### Task to complete
So that nothing is lost, write out all the lines below exactly.

[Collected data]
Segment Open

use crate::error::Error;
use crate::mutex::Mutex;
use crate::sys;
use std::fmt;
use std::ptr;
use std::time::Duration;

/// A process-shareable condition variable.
///
/// A `Condition` lets threads block until notified, in conjunction with an
/// externally held [`Mutex`]. It does not own the mutex: callers pair them
/// at call sites, and several `Condition`s may share one `Mutex` (e.g. a
/// reader/writer handshake).
///
/// A broadcast is **not** latched: with no thread waiting it is lost, so
/// callers must keep their own "has this happened" predicate, guarded by
/// the associated mutex, and re-check it in a loop around every wait
/// (wakeups may also be spurious).
///
/// Ownership semantics match [`Mutex`]: not cloneable, transferable once
/// per hop via [`transfer`](Condition::transfer).
///
/// # Example
/// ```
/// use interlock::{Condition, Mutex};
/// use std::time::Duration;
///
/// let m = Mutex::new().unwrap();
/// let cond = Condition::new().unwrap();
///
/// m.lock().unwrap();
/// // Nothing will signal: the wait times out and re-locks the mutex.
/// let signalled = cond.wait(&m, Some(Duration::from_millis(10))).unwrap();
/// assert!(!signalled);
/// m.unlock().unwrap();
/// ```
pub struct Condition {
    /// OS-level condition handle, inline for the same shared-memory reason
    /// as the mutex handle.
    raw: sys::RawCondition,

    /// Cleared when ownership is transferred away.
    valid: bool,
}

impl Condition {
    /// Allocates and initializes a process-shareable condition handle.
    ///
    /// Same failure and cleanup contract as [`Mutex::new`].
    pub fn new() -> Result<Condition, Error> {
        let raw = sys::cond_init().map_err(Error::Initialization)?;
        Ok(Condition { raw, valid: true })
    }

    /// Waits for the condition to be signalled by a call to
    /// [`broadcast`](Condition::broadcast).
    ///
    /// Call with `mutex` locked. The mutex is atomically released while
    /// the thread is suspended and re-acquired before this returns,
    /// whether the return is due to a signal or to the timeout.
    ///
    /// With `timeout` of `None` the wait is unbounded. Otherwise the
    /// deadline is absolute: the duration is added to the clock reading at
    /// call time, so a delayed wakeup does not extend the wait.
    ///
    /// Returns `Ok(true)` when woken by a broadcast — or spuriously, per
    /// OS semantics; callers must re-check their predicate in a loop —
    /// and `Ok(false)` only when the timeout elapsed with no signal
    /// observed.
    pub fn wait(&self, mutex: &Mutex, timeout: Option<Duration>) -> Result<bool, Error> {
        let cond = self.raw()?;
        let raw_mutex = mutex.raw()?;
        match timeout {
            None => sys::cond_wait(cond, raw_mutex)
                .map(|()| true)
                .map_err(Error::Os),
            Some(timeout) => sys::cond_timedwait(cond, raw_mutex, timeout).map_err(Error::Os),
        }
    }

    /// Wakes *all* threads currently waiting on this condition.
    ///
    /// Succeeds with no effect when nothing is waiting; the signal is not
    /// remembered.
    pub fn broadcast(&self) -> Result<(), Error> {
        sys::cond_broadcast(self.raw()?).map_err(Error::Os)
    }

    /// Transfers ownership of the underlying handle to a new `Condition`.
    ///
    /// Same contract as [`Mutex::transfer`]: the source becomes
    /// permanently invalid, and the transfer is only permitted while no
    /// thread is waiting on the primitive.
    pub fn transfer(&mut self) -> Result<Condition, Error> {
        if !self.valid {
            return Err(Error::InvalidState);
        }
        self.valid = false;
        // Relocates the handle bytes; the source never touches them again.
        let raw = unsafe { ptr::read(&self.raw) };
        Ok(Condition { raw, valid: true })
    }

    fn raw(&self) -> Result<&sys::RawCondition, Error> {
        if self.valid {
            Ok(&self.raw)
        } else {
            Err(Error::InvalidState)
        }
    }
}

impl Drop for Condition {
    /// Releases the handle if this instance still owns it; failures are
    /// reported on stderr and swallowed.
    fn drop(&mut self) {
        if !self.valid {
            return;
        }
        if let Err(e) = sys::cond_destroy(&self.raw) {
            eprintln!("WARNING: failed to destroy condition handle: {e}");
        }
    }
}

impl fmt::Debug for Condition {
    fn fmt(&self, f: &mut fmt::Formatter<'_>) -> fmt::Result {
        f.debug_struct("Condition")
            .field("valid", &self.valid)
            .finish()
    }
}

Segment Closed

### Answer
use crate::error::Error;
use crate::mutex::Mutex;
use crate::sys;
use std::fmt;
use std::ptr;
use std::time::Duration;

/// A process-shareable condition variable.
///
/// A `Condition` lets threads block until notified, in conjunction with an
/// externally held [`Mutex`]. It does not own the mutex: callers pair them
/// at call sites, and several `Condition`s may share one `Mutex` (e.g. a
/// reader/writer handshake).
///
/// A broadcast is **not** latched: with no thread waiting it is lost, so
/// callers must keep their own "has this happened" predicate, guarded by
/// the associated mutex, and re-check it in a loop around every wait
/// (wakeups may also be spurious).
///
/// Ownership semantics match [`Mutex`]: not cloneable, transferable once
/// per hop via [`transfer`](Condition::transfer).
///
/// # Example
/// ```
/// use interlock::{Condition, Mutex};
/// use std::time::Duration;
///
/// let m = Mutex::new().unwrap();
/// let cond = Condition::new().unwrap();
///
/// m.lock().unwrap();
/// // Nothing will signal: the wait times out and re-locks the mutex.
/// let signalled = cond.wait(&m, Some(Duration::from_millis(10))).unwrap();
/// assert!(!signalled);
/// m.unlock().unwrap();
/// ```
pub struct Condition {
    /// OS-level condition handle, inline for the same shared-memory reason
    /// as the mutex handle.
    raw: sys::RawCondition,

    /// Cleared when ownership is transferred away.
    valid: bool,
}

impl Condition {
    /// Allocates and initializes a process-shareable condition handle.
    ///
    /// Same failure and cleanup contract as [`Mutex::new`].
    pub fn new() -> Result<Condition, Error> {
        let raw = sys::cond_init().map_err(Error::Initialization)?;
        Ok(Condition { raw, valid: true })
    }

    /// Waits for the condition to be signalled by a call to
    /// [`broadcast`](Condition::broadcast).
    ///
    /// Call with `mutex` locked. The mutex is atomically released while
    /// the thread is suspended and re-acquired before this returns,
    /// whether the return is due to a signal or to the timeout.
    ///
    /// With `timeout` of `None` the wait is unbounded. Otherwise the
    /// deadline is absolute: the duration is added to the clock reading at
    /// call time, so a delayed wakeup does not extend the wait.
    ///
    /// Returns `Ok(true)` when woken by a broadcast — or spuriously, per
    /// OS semantics; callers must re-check their predicate in a loop —
    /// and `Ok(false)` only when the timeout elapsed with no signal
    /// observed.
    pub fn wait(&self, mutex: &Mutex, timeout: Option<Duration>) -> Result<bool, Error> {
        let cond = self.raw()?;
        let raw_mutex = mutex.raw()?;
        match timeout {
            None => sys::cond_wait(cond, raw_mutex)
                .map(|()| true)
                .map_err(Error::Os),
            Some(timeout) => sys::cond_timedwait(cond, raw_mutex, timeout).map_err(Error::Os),
        }
    }

    /// Wakes *all* threads currently waiting on this condition.
    ///
    /// Succeeds with no effect when nothing is waiting; the signal is not
    /// remembered.
    pub fn broadcast(&self) -> Result<(), Error> {
        sys::cond_broadcast(self.raw()?).map_err(Error::Os)
    }

    /// Transfers ownership of the underlying handle to a new `Condition`.
    ///
    /// Same contract as [`Mutex::transfer`]: the source becomes
    /// permanently invalid, and the transfer is only permitted while no
    /// thread is waiting on the primitive.
    pub fn transfer(&mut self) -> Result<Condition, Error> {
        if !self.valid {
            return Err(Error::InvalidState);
        }
        self.valid = false;
        // Relocates the handle bytes; the source never touches them again.
        let raw = unsafe { ptr::read(&self.raw) };
        Ok(Condition { raw, valid: true })
    }

    fn raw(&self) -> Result<&sys::RawCondition, Error> {
        if self.valid {
            Ok(&self.raw)
        } else {
            Err(Error::InvalidState)
        }
    }
}

impl Drop for Condition {
    /// Releases the handle if this instance still owns it; failures are
    /// reported on stderr and swallowed.
    fn drop(&mut self) {
        if !self.valid {
            return;
        }
        if let Err(e) = sys::cond_destroy(&self.raw) {
            eprintln!("WARNING: failed to destroy condition handle: {e}");
        }
    }
}

impl fmt::Debug for Condition {
    fn fmt(&self, f: &mut fmt::Formatter<'_>) -> fmt::Result {
        f.debug_struct("Condition")
            .field("valid", &self.valid)
            .finish()
    }
}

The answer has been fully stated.